### Your task
Here are some records. Transcribe all of them exactly.

### Information supplied
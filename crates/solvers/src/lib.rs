//! Numerical solvers for saddle-point problems.
//!
//! See [`saddle`] for the update rules and the [`SaddlePoint`](saddle::SaddlePoint)
//! front end.

pub mod saddle;
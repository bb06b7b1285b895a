use saddle_core::{Point, SaddleProblem};

use super::Error;

/// A gradient evaluated at a point, with its Euclidean norm.
#[derive(Debug, Clone, Copy, PartialEq)]
pub(super) struct Gradient {
    pub(super) components: [f64; 2],
    pub(super) norm: f64,
}

impl Gradient {
    /// Returns `true` if both components are finite.
    pub(super) fn is_finite(&self) -> bool {
        self.components.iter().all(|c| c.is_finite())
    }
}

/// Evaluates the problem gradient at `point`.
///
/// Non-finite components are passed through; the caller decides how a
/// diverged iterate ends the run.
///
/// # Errors
///
/// Returns an error if the problem fails.
pub(super) fn gradient<P: SaddleProblem>(problem: &P, point: Point) -> Result<Gradient, Error> {
    let components = problem.gradient(point).map_err(Error::problem)?;
    let [dx, dy] = components;

    Ok(Gradient {
        components,
        norm: dx.hypot(dy),
    })
}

### Exercise output
filename crates/solvers/src/lib.rs
//! Numerical solvers for saddle-point problems.
//!
//! See [`saddle`] for the update rules and the [`SaddlePoint`](saddle::SaddlePoint)
//! front end.

pub mod saddle;
repository bb06b7b1285b895a
use saddle_core::{Point, SaddleProblem};

use super::Error;

/// A gradient evaluated at a point, with its Euclidean norm.
#[derive(Debug, Clone, Copy, PartialEq)]
pub(super) struct Gradient {
    pub(super) components: [f64; 2],
    pub(super) norm: f64,
}

impl Gradient {
    /// Returns `true` if both components are finite.
    pub(super) fn is_finite(&self) -> bool {
        self.components.iter().all(|c| c.is_finite())
    }
}

/// Evaluates the problem gradient at `point`.
///
/// Non-finite components are passed through; the caller decides how a
/// diverged iterate ends the run.
///
/// # Errors
///
/// Returns an error if the problem fails.
pub(super) fn gradient<P: SaddleProblem>(problem: &P, point: Point) -> Result<Gradient, Error> {
    let components = problem.gradient(point).map_err(Error::problem)?;
    let [dx, dy] = components;

    Ok(Gradient {
        components,
        norm: dx.hypot(dy),
    })
}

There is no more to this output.